This book started from an article published in The Atlantic. It makes for a great audio book. I quite enjoyed it. They have a website: www.thecoddling.com
They talk a lot about cognitive behavioral therapy (CBT), which is great. Cognitive distortions are something we should all review, often, I think!
I've often looked for something to read about how to discuss tricky topics like politics and religion. In this book, I realized that actually, there aren't any tricks. It just needs to be happen. We need to be able to hear and discuss things we disagree about.
This book discusses and emphases three important quotes:
- Prepare the child for the road, not the road for the child. (unknown)
- ....in other words, helicopter parenting is not healthy.
- Your worst enemy cannot harm you as much as your own thoughts unguarded. But once mastered, no one can help you as much, not even your father or your mother (Budda)
- The line dividing good and evil cuts through the heart of every human being (Aleksandr Solzhenitsyn)

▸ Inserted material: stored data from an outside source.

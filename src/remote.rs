//! # Remote Store Client
//!
//! Blocking REST implementation of the [`EntityStore`] contract over the
//! store's split services: the update service owns entity creation and
//! partial updates, the query service owns search and relationship
//! enumeration. Calls are strictly request/response — the engine never has
//! two mutations in flight — so a synchronous client is all that is needed.
//!
//! Endpoints:
//! - `POST   {update_url}` — create entity
//! - `PUT    {update_url}/{id}` — partial update (merge semantics)
//! - `POST   {query_url}/search` — search entities
//! - `POST   {query_url}/{id}/relations` — filtered relationship listing

use crate::error::{Error, Result};
use crate::model::{
    Entity, EntityId, EntityPatch, EntitySummary, Relationship, RelationshipFilter,
    RelationshipPatch, SearchCriteria, TimeBasedName,
};
use crate::store::EntityStore;
use crate::temporal::Timestamp;
use anyhow::{anyhow, Context};
use reqwest::blocking::{Client, Response};
use reqwest::StatusCode;
use serde::Serialize;
use std::time::Duration;
use tracing::{debug, info, warn};

/// REST-backed entity store client.
pub struct RemoteStore {
    http: Client,
    update_url: String,
    query_url: String,
}

impl RemoteStore {
    pub fn new(update_url: &str, query_url: &str) -> Result<Self> {
        let http = Client::builder()
            .timeout(Duration::from_secs(30))
            .build()
            .context("failed to build HTTP client")?;
        Ok(Self {
            http,
            update_url: update_url.trim_end_matches('/').to_string(),
            query_url: query_url.trim_end_matches('/').to_string(),
        })
    }

    /// Probe the query service until it answers, with a bounded number of
    /// attempts. The store may still be starting when a batch run begins.
    pub fn wait_until_ready(&self, attempts: u32, delay: Duration) -> Result<()> {
        for attempt in 1..=attempts {
            match self.search_entities(&SearchCriteria::default()) {
                Ok(_) => {
                    info!(attempt, "entity store is ready");
                    return Ok(());
                }
                Err(err) if attempt < attempts => {
                    warn!(attempt, error = %err, "entity store not ready, retrying");
                    std::thread::sleep(delay);
                }
                Err(err) => return Err(err),
            }
        }
        Err(Error::Upstream(anyhow!(
            "entity store not ready after {} attempts",
            attempts
        )))
    }

    fn ensure_success(&self, response: Response, what: &str, name: &str) -> Result<Response> {
        let status = response.status();
        if status == StatusCode::NOT_FOUND {
            return Err(Error::not_found(what, name));
        }
        if !status.is_success() {
            let body = response.text().unwrap_or_default();
            return Err(Error::Upstream(anyhow!(
                "{} failed with status {}: {}",
                what,
                status,
                body
            )));
        }
        Ok(response)
    }
}

impl EntityStore for RemoteStore {
    fn create_entity(&mut self, entity: Entity) -> Result<Entity> {
        let response = self
            .http
            .post(&self.update_url)
            .json(&entity)
            .send()
            .with_context(|| format!("create entity {}", entity.id))?;
        let response = self.ensure_success(response, "create entity", entity.id.as_str())?;
        let created: Entity = response
            .json()
            .with_context(|| format!("decode created entity {}", entity.id))?;
        debug!(id = %created.id, "created entity");
        Ok(created)
    }

    fn search_entities(&self, criteria: &SearchCriteria) -> Result<Vec<EntitySummary>> {
        let url = format!("{}/search", self.query_url);
        let response = self
            .http
            .post(&url)
            .json(criteria)
            .send()
            .context("search entities")?;
        let response = self.ensure_success(response, "search entities", "")?;
        let matches: Vec<EntitySummary> = response.json().context("decode search results")?;
        Ok(matches)
    }

    fn update_entity(&mut self, id: &EntityId, patch: EntityPatch) -> Result<Entity> {
        let url = format!("{}/{}", self.update_url, id);
        let body = WirePatch::from_patch(id, &patch);
        let response = self
            .http
            .put(&url)
            .json(&body)
            .send()
            .with_context(|| format!("update entity {}", id))?;
        let response = self.ensure_success(response, "entity", id.as_str())?;
        let updated: Entity = response
            .json()
            .with_context(|| format!("decode updated entity {}", id))?;
        Ok(updated)
    }

    fn get_related_entities(
        &self,
        id: &EntityId,
        filter: &RelationshipFilter,
    ) -> Result<Vec<Relationship>> {
        let url = format!("{}/{}/relations", self.query_url, id);
        let response = self
            .http
            .post(&url)
            .json(filter)
            .send()
            .with_context(|| format!("list relationships of {}", id))?;
        let response = self.ensure_success(response, "entity", id.as_str())?;
        let relationships: Vec<Relationship> = response
            .json()
            .with_context(|| format!("decode relationships of {}", id))?;
        Ok(relationships)
    }
}

/// Wire form of a partial update. Relationship entries carry either the
/// full fields of a new edge or just the id and end time of a termination —
/// the two shapes the store's merge contract distinguishes.
#[derive(Debug, Serialize)]
#[serde(rename_all = "camelCase")]
struct WirePatch<'a> {
    id: &'a str,
    #[serde(skip_serializing_if = "Option::is_none")]
    name: Option<&'a TimeBasedName>,
    #[serde(skip_serializing_if = "Option::is_none")]
    terminated: Option<Timestamp>,
    relationships: Vec<WireRelationshipEntry<'a>>,
}

#[derive(Debug, Serialize)]
struct WireRelationshipEntry<'a> {
    key: &'a str,
    value: WireRelationshipPatch<'a>,
}

#[derive(Debug, Serialize)]
#[serde(rename_all = "camelCase")]
struct WireRelationshipPatch<'a> {
    id: &'a str,
    #[serde(skip_serializing_if = "Option::is_none")]
    name: Option<String>,
    #[serde(skip_serializing_if = "Option::is_none")]
    related_entity_id: Option<&'a str>,
    #[serde(skip_serializing_if = "Option::is_none")]
    start_time: Option<Timestamp>,
    #[serde(skip_serializing_if = "Option::is_none")]
    end_time: Option<Timestamp>,
}

impl<'a> WirePatch<'a> {
    fn from_patch(id: &'a EntityId, patch: &'a EntityPatch) -> Self {
        let relationships = patch
            .relationships
            .iter()
            .map(|entry| match entry {
                RelationshipPatch::Create(relationship) => WireRelationshipEntry {
                    key: &relationship.id,
                    value: WireRelationshipPatch {
                        id: &relationship.id,
                        name: Some(relationship.name.as_str().to_string()),
                        related_entity_id: Some(relationship.related_entity_id.as_str()),
                        start_time: Some(relationship.start_time),
                        end_time: relationship.end_time,
                    },
                },
                RelationshipPatch::Terminate { id, end_time } => WireRelationshipEntry {
                    key: id,
                    value: WireRelationshipPatch {
                        id,
                        name: None,
                        related_entity_id: None,
                        start_time: None,
                        end_time: Some(*end_time),
                    },
                },
            })
            .collect();
        Self {
            id: id.as_str(),
            name: patch.name.as_ref(),
            terminated: patch.terminated,
            relationships,
        }
    }
}

#[cfg(test)]
mod tests {
    use super::*;
    use crate::model::RelationName;

    fn day(raw: &str) -> Timestamp {
        Timestamp::from_day(raw).unwrap()
    }

    #[test]
    fn test_terminate_patch_carries_only_id_and_end_time() {
        let id = EntityId::from("c1");
        let patch = EntityPatch::terminate_relationship("c1_m1_x", day("2024-01-01"));
        let wire = WirePatch::from_patch(&id, &patch);
        let json = serde_json::to_value(&wire).unwrap();

        let entry = &json["relationships"][0];
        assert_eq!(entry["key"], "c1_m1_x");
        assert_eq!(entry["value"]["id"], "c1_m1_x");
        assert_eq!(entry["value"]["endTime"], "2024-01-01T00:00:00Z");
        assert!(entry["value"].get("relatedEntityId").is_none());
        assert!(entry["value"].get("startTime").is_none());
        assert!(entry["value"].get("name").is_none());
    }

    #[test]
    fn test_create_patch_carries_full_fields() {
        let id = EntityId::from("c1");
        let patch = EntityPatch::create_relationship(Relationship {
            id: "c1_m1_x".to_string(),
            name: RelationName::AsMinister,
            related_entity_id: EntityId::from("m1"),
            start_time: day("2019-12-10"),
            end_time: None,
        });
        let wire = WirePatch::from_patch(&id, &patch);
        let json = serde_json::to_value(&wire).unwrap();

        let entry = &json["relationships"][0];
        assert_eq!(entry["value"]["name"], "AS_MINISTER");
        assert_eq!(entry["value"]["relatedEntityId"], "m1");
        assert_eq!(entry["value"]["startTime"], "2019-12-10T00:00:00Z");
        assert!(entry["value"].get("endTime").is_none());
    }
}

- ...in other words, no one is simply evil, everyone has good ideas
Goodreads says:
Something is going wrong on many college campuses in the last few years. Rates of anxiety, depression, and suicide are rising. Speakers are shouted down. Students and professors say they are walking on eggshells and afraid to speak honestly. How did this happen?
First Amendment expert Greg Lukianoff and social psychologist Jonathan Haidt show how the new problems on campus have their origins in three terrible ideas that have become increasingly woven into American childhood and what doesn’t kill you makes you weaker; always trust your feelings; and life is a battle between good people and evil people. These three Great Untruths are incompatible with basic psychological principles, as well as ancient wisdom from many cultures. They interfere with healthy development. Anyone who embraces these untruths—and the resulting culture of safetyism—is less likely to become an autonomous adult able to navigate the bumpy road of life.

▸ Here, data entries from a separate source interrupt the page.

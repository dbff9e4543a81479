//! # Error Module
//!
//! Failure taxonomy for resolution and transaction processing. Callers match
//! on the variants: replay stops at the first error and no compensating
//! rollback is attempted, so the variant is the only signal an operator gets
//! about why a batch stopped.

use thiserror::Error;

/// Crate-wide result alias.
pub type Result<T, E = Error> = std::result::Result<T, E>;

/// Errors produced by the resolver, the store contract, and the five
/// transaction handlers.
#[derive(Debug, Error)]
pub enum Error {
    /// Resolution found zero matches where exactly one was required.
    #[error("{what} not found: '{name}'")]
    NotFound { what: String, name: String },

    /// Resolution found more than one match where exactly one was required.
    #[error("ambiguous {what}: {count} entities match '{name}'")]
    Ambiguous {
        what: String,
        name: String,
        count: usize,
    },

    /// More than one *active* relationship matched where at most one may
    /// exist (e.g. two ministers with the same title under one president).
    #[error("multiple active {what} relationships match '{name}'")]
    MultipleActive { what: String, name: String },

    /// A domain invariant would be violated: duplicate department name,
    /// no active relationship to terminate, malformed record or date.
    #[error("invariant violation: {0}")]
    Invariant(String),

    /// The store call itself failed (transport, serialization, server).
    #[error("store call failed: {0}")]
    Upstream(#[from] anyhow::Error),
}

impl Error {
    pub fn not_found(what: impl Into<String>, name: impl Into<String>) -> Self {
        Self::NotFound {
            what: what.into(),
            name: name.into(),
        }
    }

    pub fn ambiguous(what: impl Into<String>, name: impl Into<String>, count: usize) -> Self {
        Self::Ambiguous {
            what: what.into(),
            name: name.into(),
            count,
        }
    }

    pub fn multiple_active(what: impl Into<String>, name: impl Into<String>) -> Self {
        Self::MultipleActive {
            what: what.into(),
            name: name.into(),
        }
    }

    pub fn invariant(message: impl Into<String>) -> Self {
        Self::Invariant(message.into())
    }
}
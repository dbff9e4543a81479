//! Shared fixtures: a seeded graph with the government root node and a
//! sitting president, built through the engine itself.

use orgchart_rs::batch::{AddRecord, TerminateRecord, TransactionId};
use orgchart_rs::engine::GOVERNMENT_NAME;
use orgchart_rs::model::RelationshipFilter;
use orgchart_rs::{
    Engine, EnginePolicy, EntityCounters, EntityId, EntityStore, InMemoryStore, MinorKind,
    RelationName, Relationship, Timestamp,
};

pub const PRESIDENT: &str = "Ranil Wickremesinghe";

#[allow(dead_code)]
pub fn day(raw: &str) -> Timestamp {
    Timestamp::from_day(raw).expect("valid date")
}

#[allow(dead_code)]
pub fn tx(raw: &str) -> TransactionId {
    TransactionId::parse(raw).expect("valid transaction id")
}

/// Engine over an in-memory store with the government node created and
/// Ranil Wickremesinghe appointed president on 2019-12-01.
#[allow(dead_code)]
pub fn seeded_engine() -> (Engine, EntityCounters) {
    seeded_engine_with_policy(EnginePolicy::default())
}

#[allow(dead_code)]
pub fn seeded_engine_with_policy(policy: EnginePolicy) -> (Engine, EntityCounters) {
    let mut engine = Engine::with_policy(Box::new(InMemoryStore::new()), policy);
    engine.create_government_node().expect("government node");

    let mut counters = EntityCounters::new();
    let appointment = AddRecord {
        id: tx("2152-12_tr_1"),
        parent: GOVERNMENT_NAME.to_string(),
        parent_kind: MinorKind::Government,
        child: PRESIDENT.to_string(),
        child_kind: MinorKind::Citizen,
        rel: RelationName::AsPresident,
        date: day("2019-12-01"),
        president: None,
    };
    engine
        .add_person(&appointment, &mut counters)
        .expect("president appointment");
    (engine, counters)
}

/// Appoint another citizen as president, alongside any sitting one.
#[allow(dead_code)]
pub fn appoint_president(
    engine: &mut Engine,
    counters: &mut EntityCounters,
    tx_id: &str,
    name: &str,
    date: &str,
) -> EntityId {
    engine
        .add_person(
            &AddRecord {
                id: tx(tx_id),
                parent: GOVERNMENT_NAME.to_string(),
                parent_kind: MinorKind::Government,
                child: name.to_string(),
                child_kind: MinorKind::Citizen,
                rel: RelationName::AsPresident,
                date: day(date),
                president: None,
            },
            counters,
        )
        .expect("president appointment")
}

#[allow(dead_code)]
pub fn add_minister(
    engine: &mut Engine,
    counters: &mut EntityCounters,
    tx_id: &str,
    name: &str,
    date: &str,
) -> EntityId {
    engine
        .add_org(
            &AddRecord {
                id: tx(tx_id),
                parent: PRESIDENT.to_string(),
                parent_kind: MinorKind::Citizen,
                child: name.to_string(),
                child_kind: MinorKind::Minister,
                rel: RelationName::AsMinister,
                date: day(date),
                president: None,
            },
            counters,
        )
        .expect("add minister")
}

#[allow(dead_code)]
pub fn add_department(
    engine: &mut Engine,
    counters: &mut EntityCounters,
    tx_id: &str,
    minister: &str,
    name: &str,
    date: &str,
) -> EntityId {
    engine
        .add_org(
            &AddRecord {
                id: tx(tx_id),
                parent: minister.to_string(),
                parent_kind: MinorKind::Minister,
                child: name.to_string(),
                child_kind: MinorKind::Department,
                rel: RelationName::AsDepartment,
                date: day(date),
                president: Some(PRESIDENT.to_string()),
            },
            counters,
        )
        .expect("add department")
}

#[allow(dead_code)]
pub fn terminate_record(
    tx_id: &str,
    parent: &str,
    parent_kind: MinorKind,
    child: &str,
    child_kind: MinorKind,
    rel: RelationName,
    date: &str,
) -> TerminateRecord {
    TerminateRecord {
        id: tx(tx_id),
        parent: parent.to_string(),
        parent_kind,
        child: child.to_string(),
        child_kind,
        rel,
        date: day(date),
        president: Some(PRESIDENT.to_string()),
    }
}

/// All `name` edges from `source`, active and terminated alike.
#[allow(dead_code)]
pub fn edges(engine: &Engine, source: &EntityId, name: RelationName) -> Vec<Relationship> {
    engine
        .store()
        .get_related_entities(source, &RelationshipFilter::named(name))
        .expect("relationship listing")
}

/// Only the currently-active `name` edges from `source`.
#[allow(dead_code)]
pub fn active_edges(engine: &Engine, source: &EntityId, name: RelationName) -> Vec<Relationship> {
    edges(engine, source, name)
        .into_iter()
        .filter(Relationship::is_active)
        .collect()
}
//! Label projection for selectable items.

use crate::gradebook::models::{Student, Subject};

/// Anything that can be shown as a pickable item.
pub trait Labeled {
    fn item_id(&self) -> i64;
    fn label(&self) -> String;
}

impl Labeled for Student {
    fn item_id(&self) -> i64 {
        self.id
    }

    fn label(&self) -> String {
        self.name.clone()
    }
}

impl Labeled for Subject {
    fn item_id(&self) -> i64 {
        self.id
    }

    fn label(&self) -> String {
        self.name.clone()
    }
}

/// Label of the selected item, `"-"` when nothing is selected and the
/// placeholder `"ID {id}"` when the selection is not in `items`.
pub fn selection_label<T: Labeled>(items: &[T], selected: Option<i64>) -> String {
    match selected {
        None => "-".to_string(),
        Some(id) => items
            .iter()
            .find(|item| item.item_id() == id)
            .map(Labeled::label)
            .unwrap_or_else(|| format!("ID {id}")),
    }
}
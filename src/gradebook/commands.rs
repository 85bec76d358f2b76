//! # User Intents
//!
//! Maps typed command lines onto controller operations. Parsing is pure;
//! applying an intent is done by the app controller.

use thiserror::Error;

/// A single user intent.
#[derive(Debug, Clone, PartialEq)]
pub enum UserIntent {
    Refresh,
    StudentNameInput(String),
    SubmitStudent,
    SubjectNameInput(String),
    SubmitSubject,
    StudentFilter(Option<i64>),
    SubjectFilter(Option<i64>),
    ToggleAddGradeForm,
    AddGradeStudent(Option<i64>),
    AddGradeSubject(Option<i64>),
    AddGradeScore(String),
    SubmitGrade,
    UpdateGradeScore { grade_id: i64, score: String },
    SubjectAverage(i64),
    Show,
    Help,
    Quit,
}

#[derive(Debug, Clone, PartialEq, Eq, Error)]
pub enum IntentError {
    #[error("Unknown command '{0}'. Type 'help' for a list of commands")]
    UnknownCommand(String),

    #[error("'{command}' expects {expected}")]
    BadArgument {
        command: &'static str,
        expected: &'static str,
    },
}

pub const HELP_TEXT: &str = "\
Commands:
  refresh                   reload students, subjects and grades
  student <name>            type a student name
  add-student               create the typed student
  subject <name>            type a subject name
  add-subject               create the typed subject
  filter-student <id|->     filter grades by student
  filter-subject <id|->     filter grades by subject
  form                      show or hide the new grade form
  grade-student <id|->      pick the new grade's student
  grade-subject <id|->      pick the new grade's subject
  score <value>             type the new grade's score
  submit-grade              create the new grade
  set-score <id> <value>    change the score of an existing grade
  average <subject id>      show a subject's average
  show                      print the current state
  quit                      leave";

/// Parse one input line. Blank lines are not intents and yield `Ok(None)`.
pub fn parse_intent(line: &str) -> Result<Option<UserIntent>, IntentError> {
    let line = line.trim();
    if line.is_empty() {
        return Ok(None);
    }

    let (command, rest) = match line.split_once(char::is_whitespace) {
        Some((command, rest)) => (command, rest.trim()),
        None => (line, ""),
    };

    let intent = match command.to_lowercase().as_str() {
        "refresh" => UserIntent::Refresh,
        "student" => UserIntent::StudentNameInput(rest.to_string()),
        "add-student" => UserIntent::SubmitStudent,
        "subject" => UserIntent::SubjectNameInput(rest.to_string()),
        "add-subject" => UserIntent::SubmitSubject,
        "filter-student" => UserIntent::StudentFilter(optional_id("filter-student", rest)?),
        "filter-subject" => UserIntent::SubjectFilter(optional_id("filter-subject", rest)?),
        "form" => UserIntent::ToggleAddGradeForm,
        "grade-student" => UserIntent::AddGradeStudent(optional_id("grade-student", rest)?),
        "grade-subject" => UserIntent::AddGradeSubject(optional_id("grade-subject", rest)?),
        "score" => UserIntent::AddGradeScore(rest.to_string()),
        "submit-grade" => UserIntent::SubmitGrade,
        "set-score" => {
            let (id, score) = rest
                .split_once(char::is_whitespace)
                .ok_or(IntentError::BadArgument {
                    command: "set-score",
                    expected: "a grade id and a score",
                })?;
            UserIntent::UpdateGradeScore {
                grade_id: required_id("set-score", id)?,
                score: score.trim().to_string(),
            }
        }
        "average" => UserIntent::SubjectAverage(required_id("average", rest)?),
        "show" => UserIntent::Show,
        "help" | "?" => UserIntent::Help,
        "quit" | "exit" => UserIntent::Quit,
        _ => return Err(IntentError::UnknownCommand(command.to_string())),
    };

    Ok(Some(intent))
}

fn required_id(command: &'static str, text: &str) -> Result<i64, IntentError> {
    text.trim().parse().map_err(|_| IntentError::BadArgument {
        command,
        expected: "a numeric id",
    })
}

/// `-` or nothing clears the selection.
fn optional_id(command: &'static str, text: &str) -> Result<Option<i64>, IntentError> {
    match text.trim() {
        "" | "-" => Ok(None),
        id => required_id(command, id).map(Some),
    }
}

#[cfg(test)]
mod tests {
    use super::*;

    #[test]
    fn blank_line_should_not_be_an_intent() {
        assert_eq!(parse_intent("   "), Ok(None));
    }

    #[test]
    fn name_input_should_keep_inner_spaces() {
        assert_eq!(
            parse_intent("student  Anna Maria "),
            Ok(Some(UserIntent::StudentNameInput("Anna Maria".to_string())))
        );
        assert_eq!(
            parse_intent("student"),
            Ok(Some(UserIntent::StudentNameInput(String::new())))
        );
    }

    #[test]
    fn filters_should_accept_id_or_dash() {
        assert_eq!(
            parse_intent("filter-student 5"),
            Ok(Some(UserIntent::StudentFilter(Some(5))))
        );
        assert_eq!(
            parse_intent("filter-subject -"),
            Ok(Some(UserIntent::SubjectFilter(None)))
        );
        assert_eq!(
            parse_intent("grade-student"),
            Ok(Some(UserIntent::AddGradeStudent(None)))
        );
    }

    #[test]
    fn non_numeric_id_should_be_rejected() {
        assert_eq!(
            parse_intent("average math"),
            Err(IntentError::BadArgument {
                command: "average",
                expected: "a numeric id"
            })
        );
    }

    #[test]
    fn set_score_should_need_two_arguments() {
        assert_eq!(
            parse_intent("set-score 3 4.5"),
            Ok(Some(UserIntent::UpdateGradeScore {
                grade_id: 3,
                score: "4.5".to_string()
            }))
        );
        assert!(parse_intent("set-score 3").is_err());
    }

    #[test]
    fn commands_should_be_case_insensitive() {
        assert_eq!(
            parse_intent("SUBMIT-GRADE"),
            Ok(Some(UserIntent::SubmitGrade))
        );
        assert_eq!(parse_intent("exit"), Ok(Some(UserIntent::Quit)));
    }

    #[test]
    fn unknown_command_should_be_reported() {
        assert_eq!(
            parse_intent("delete 4"),
            Err(IntentError::UnknownCommand("delete".to_string()))
        );
    }
}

Lukianoff and Haidt investigate the many social trends that have intersected to produce these untruths. They situate the conflicts on campus in the context of America’s rapidly rising political polarization, including a rise in hate crimes and off-campus provocation. They explore changes in childhood including the rise of fearful parenting, the decline of unsupervised play, and the new world of social media that has engulfed teenagers in the last decade.
This is a book for anyone who is confused by what is happening on college campuses today, or has children, or is concerned about the growing inability of Americans to live, work, and cooperate across party lines.